Washington’s 2020 legislative session wraps up just as the extent of the coronavirus crisis is becoming clear and further illuminating holes in our health care system. We knew at the start of session that passing bills with much of a price tag would be an uphill battle, but we did see some movement forward on important legislation. Here’s an overview of our wins and losses – and a look ahead at opportunities to advance health equity in our state.
Health equity progress highlights
Coronavirus Response (HB 2965) – When Western Washington became ground zero for the novel coronavirus (which causes COVID-19) outbreak in the United States, legislators acted quickly to provide $200 million to slow the outbreak by funding medical supplies, isolation facilities, and lab testing. Insurance Commissioner Mike Kreidler ordered insurance companies to waive deductibles and co-payments for coronavirus tests, and Governor Inslee announced that the state will cover tests for all uninsured people.
Postpartum Coverage (SB 6128) – Washington legislators have extended Apple Care to a full year after giving birth, contingent on a federal match. This is a key measure that will protect the health of moms and babies and safeguard family economic security – if Congress also acts. We are closely monitoring federal legislation and will send action alerts when community action is needed.
Prescription Drug Affordability (SB 6088, HB 2662, SB 6087) – A trio of bills passed that will help address sky high prescription drug costs and ensure better access to life-saving medications. SB 6088 establishes a prescription drug affordability board responsible for reviewing prices to see if maximum price caps are needed. HB 2662 caps the cost of a 30-day insulin supply at $100 per month and creates a centralized purchasing process for insulin that mirrors the system used by the state to purchase childhood vaccines. SB 6087 similarly caps the out-of-pocket cost to patients for insulin at $100 per month.
Office of Equity (HB 1783) – This bill creates a state Office of Equity that will help reduce disparities and improve outcomes including in health by assisting agencies to apply an equity lens to all decision-making, policies and practices.
Bills that failed to pass
Health care affordability – EOI and partner organizations pushed for sustainable funding to make health coverage more universal and affordable. Ultimately, these bills failed to pass, leaving too many uninsured and underinsured in our state continuing to struggle to access health care.
HB 2821 was a time-sensitive bill that would have replaced a recently repealed federal tax on health insurance companies and used the funding to expand low-income health care programs.

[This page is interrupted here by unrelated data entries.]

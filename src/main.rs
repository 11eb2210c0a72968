// Copyright (C) 2026 Core Services Team This program is free software: you
// can redistribute it and/or modify it under the terms of the GNU General
// Public License as published by the Free Software Foundation, version 3.
//
// This program is distributed in the hope that it will be useful, but WITHOUT
// ANY WARRANTY; without even the implied warranty of MERCHANTABILITY or
// FITNESS FOR A PARTICULAR PURPOSE. See the GNU General Public License for
// more details.
//
// You should have received a copy of the GNU General Public License along
// with this program. If not, see <https://www.gnu.org/licenses/>.
//

use std::sync::Arc;

use clap::Parser;
use eyre::{eyre, Context};
use tracing::info;
use tracing_subscriber::fmt::format::FmtSpan;

use repofed_core::args::Args;
use repofed_core::auth::credentials::CredentialStore;
use repofed_core::auth::directory::NullDirectoryOracle;
use repofed_core::core::Core;
use repofed_core::repo::{load_repositories, RepoDescriptor, RepositorySource};
use repofed_core::security::{self, SecurityContext};
use repofed_core::transfer::NoopTransferManager;
use repofed_core::worker::EchoRequestHandler;

/// Stand-in for the real repository directory client: reads a JSON array of
/// repo descriptors from `<cred_dir>/repos.json` if present, otherwise
/// returns an empty fleet so the server still starts.
struct JsonFileRepositorySource {
    path: std::path::PathBuf,
}

impl RepositorySource for JsonFileRepositorySource {
    fn list_repositories(&self) -> Vec<RepoDescriptor> {
        match std::fs::read_to_string(&self.path) {
            Ok(contents) => serde_json::from_str(&contents).unwrap_or_else(|e| {
                tracing::error!(path = ?self.path, error = ?e, "failed to parse repository directory file");
                Vec::new()
            }),
            Err(_) => Vec::new(),
        }
    }
}

fn install_tracing(debug: bool) -> eyre::Result<()> {
    let subscriber = tracing_subscriber::fmt()
        .compact()
        .with_ansi(true)
        .with_file(true)
        .with_target(false)
        .with_line_number(true)
        .with_thread_names(true)
        .with_span_events(FmtSpan::NONE)
        .with_max_level(if debug { tracing::Level::DEBUG } else { tracing::Level::INFO })
        .finish();
    tracing::subscriber::set_global_default(subscriber)
        .map_err(|e| eyre!("unable to configure logging: {e}"))
}

fn main() -> eyre::Result<()> {
    color_eyre::install()?;

    let args = Args::parse();
    install_tracing(args.debug)?;

    let config = args.load_config()?;

    if args.generate_keypair {
        security::generate_and_save_keypair(&config.cred_dir)
            .with_context(|| format!("failed to generate keypair in {:?}", config.cred_dir))?;
        info!(cred_dir = ?config.cred_dir, "generated CURVE keypair, exiting");
        return Ok(());
    }

    let (public_key, private_key) = security::load_keypair(&config.cred_dir)
        .with_context(|| format!("failed to load keypair from {:?}", config.cred_dir))?;
    let security_ctx = SecurityContext::server(public_key, private_key);

    let repo_source = JsonFileRepositorySource {
        path: config.cred_dir.join("repos.json"),
    };
    let repos = load_repositories(&repo_source);
    info!(count = repos.len(), "loaded repository fleet");

    let credentials = CredentialStore::from_repositories(&repos);
    info!(count = credentials.len(), "built pre-authorized credential table");

    let core = Core::new(
        config.clone(),
        security_ctx,
        repos,
        credentials,
        Arc::new(NullDirectoryOracle),
        Arc::new(NoopTransferManager),
        Arc::new(EchoRequestHandler),
    );

    info!(port = config.port, insecure_port = config.insecure_port(), "starting server");
    let async_mode = !args.foreground;
    core.start(async_mode)?;
    if async_mode {
        core.wait();
    }

    Ok(())
}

HB 2679/SB 6451 proposed assessing a 3 percent fee on the “excess surplus” of non-profit health insurance companies to fund crucial public health infrastructure and subsidies for people ineligible for federal health care subsidies. Three health insurance companies in Washington are sitting on $4.4 billion in unrestricted surplus from unspent patient premiums.

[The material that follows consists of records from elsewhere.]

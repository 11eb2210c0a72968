// Copyright (C) 2026 Core Services Team This program is free software: you
// can redistribute it and/or modify it under the terms of the GNU General
// Public License as published by the Free Software Foundation, version 3.
//
// This program is distributed in the hope that it will be useful, but WITHOUT
// ANY WARRANTY; without even the implied warranty of MERCHANTABILITY or
// FITNESS FOR A PARTICULAR PURPOSE. See the GNU General Public License for
// more details.
//
// You should have received a copy of the GNU General Public License along
// with this program. If not, see <https://www.gnu.org/licenses/>.
//

//! Repository descriptors and the validation pass that turns a raw directory
//! listing into the set of repos this process actually trusts.

use serde::{Deserialize, Serialize};
use thiserror::Error;
use tracing::error;

/// Immutable per-process-run record of one registered storage repository.
#[derive(Debug, Clone, PartialEq, Eq, Serialize, Deserialize)]
pub struct RepoDescriptor {
    pub id: String,
    pub address: String,
    pub public_key: String,
    pub endpoint: String,
    pub path: String,
}

/// Source of raw repository records, e.g. a database client. Treated as an
/// external collaborator; this crate only validates what it returns.
pub trait RepositorySource {
    fn list_repositories(&self) -> Vec<RepoDescriptor>;
}

/// An in-memory source useful for tests and for composing a static fleet.
#[derive(Debug, Default, Clone)]
pub struct StaticRepositorySource {
    repos: Vec<RepoDescriptor>,
}

impl StaticRepositorySource {
    pub fn new(repos: Vec<RepoDescriptor>) -> Self {
        Self { repos }
    }
}

impl RepositorySource for StaticRepositorySource {
    fn list_repositories(&self) -> Vec<RepoDescriptor> {
        self.repos.clone()
    }
}

#[derive(Debug, Error, PartialEq, Eq)]
pub enum RepoValidationError {
    #[error("public key must be a 40-character Z85 string, got {0} characters")]
    BadPublicKeyLength(usize),
    #[error("server address must start with tcp://")]
    BadAddress,
    #[error("endpoint is not a valid UUID")]
    BadEndpoint,
    #[error("path must be non-empty and absolute")]
    BadPath,
}

/// Validate and load repository descriptors from `source`, dropping and
/// logging any that fail a structural check. Never fails the
/// caller — an empty or partially-invalid fleet still lets the server start.
pub fn load_repositories(source: &dyn RepositorySource) -> Vec<RepoDescriptor> {
    source
        .list_repositories()
        .into_iter()
        .filter(|repo| match validate(repo) {
            Ok(()) => true,
            Err(reason) => {
                error!(repo_id = %repo.id, %reason, "Ignoring repository with invalid descriptor");
                false
            }
        })
        .collect()
}

/// Check the descriptor's structural invariants. Returns the first
/// violation found, if any.
fn validate(repo: &RepoDescriptor) -> Result<(), RepoValidationError> {
    if repo.public_key.len() != 40 {
        return Err(RepoValidationError::BadPublicKeyLength(repo.public_key.len()));
    }
    if !repo.address.starts_with("tcp://") {
        return Err(RepoValidationError::BadAddress);
    }
    if uuid::Uuid::parse_str(&repo.endpoint).is_err() {
        return Err(RepoValidationError::BadEndpoint);
    }
    if repo.path.is_empty() || !repo.path.starts_with('/') {
        return Err(RepoValidationError::BadPath);
    }
    Ok(())
}

#[cfg(test)]
mod tests {
    use super::*;

    #[test]
    fn validate_reports_the_specific_violation() {
        let mut repo = valid_repo("repo/a");
        repo.public_key = "a".repeat(10);
        assert_eq!(validate(&repo), Err(RepoValidationError::BadPublicKeyLength(10)));
    }

    fn valid_repo(id: &str) -> RepoDescriptor {
        RepoDescriptor {
            id: id.to_string(),
            address: "tcp://repo.example:9000".to_string(),
            public_key: "a".repeat(40),
            endpoint: "01234567-0123-0123-0123-0123456789ab".to_string(),
            path: "/mnt/a/".to_string(),
        }
    }

    #[test]
    fn valid_descriptor_is_kept() {
        let source = StaticRepositorySource::new(vec![valid_repo("repo/a")]);
        let repos = load_repositories(&source);
        assert_eq!(repos.len(), 1);
        assert_eq!(repos[0].id, "repo/a");
    }

    #[test]
    fn bad_public_key_length_is_dropped() {
        let mut repo = valid_repo("repo/b");
        repo.public_key = "a".repeat(39);
        let source = StaticRepositorySource::new(vec![repo]);
        assert!(load_repositories(&source).is_empty());

        let mut repo = valid_repo("repo/c");
        repo.public_key = "a".repeat(41);
        let source = StaticRepositorySource::new(vec![repo]);
        assert!(load_repositories(&source).is_empty());
    }

    #[test]
    fn bad_address_is_dropped() {
        let mut repo = valid_repo("repo/d");
        repo.address = "udp://repo.example:9000".to_string();
        let source = StaticRepositorySource::new(vec![repo]);
        assert!(load_repositories(&source).is_empty());
    }

    #[test]
    fn bad_endpoint_is_dropped() {
        let mut repo = valid_repo("repo/e");
        repo.endpoint = "not-a-uuid".to_string();
        let source = StaticRepositorySource::new(vec![repo]);
        assert!(load_repositories(&source).is_empty());
    }

    #[test]
    fn bad_path_is_dropped() {
        let mut repo = valid_repo("repo/f");
        repo.path = "mnt/a".to_string();
        let source = StaticRepositorySource::new(vec![repo]);
        assert!(load_repositories(&source).is_empty());

        let mut repo = valid_repo("repo/g");
        repo.path = String::new();
        let source = StaticRepositorySource::new(vec![repo]);
        assert!(load_repositories(&source).is_empty());
    }

    #[test]
    fn mixed_fleet_keeps_only_valid_entries() {
        let mut bad = valid_repo("repo/bad");
        bad.public_key = "x".repeat(39);
        let source = StaticRepositorySource::new(vec![valid_repo("repo/good"), bad]);
        let repos = load_repositories(&source);
        assert_eq!(repos.len(), 1);
        assert_eq!(repos[0].id, "repo/good");
    }
}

HB 2901 would have assessed a 1 percent fee on all health insurance claims paid and used the revenue for health care premium assistance for people enrolled in Qualified Health Plans on the Health Benefit Exchange with incomes up to 500% of the Federal Poverty Level.
Apple Health to age 26 (HB 1697) was aimed at expanding insurance coverage to undocumented young adults, who often lack access to life-saving medical care. While many legislators supported this approach, cost was a barrier. More expansive changes under consideration for 2021 may incorporate this population.
Healthy system transparency (HB 2036) would have improved transparency of hospital and ambulatory surgical center finances. Key provisions included standardizing reporting of “facility fee” charges patients often see on hospital bills, and requiring disclosure if hospitals are making money via debt collection agencies.
The groundbreaking Cascade Care policy passed by the Washington State Legislature in 2019 creates a national model for affordable, quality health coverage options, including standardized plans, a public option with price controls, and extensive subsidies for low- and middle-income residents. These elements are now under development. To fully realize Cascade Care’s promise, however, Washington will need reliable, sustainable new funding sources. The rapidly evolving coronavirus crisis, threat of a possibly deep recession, and major national and state elections all add uncertainty to the policy landscape. But we know that health care access and affordability will be front and center in the public debates.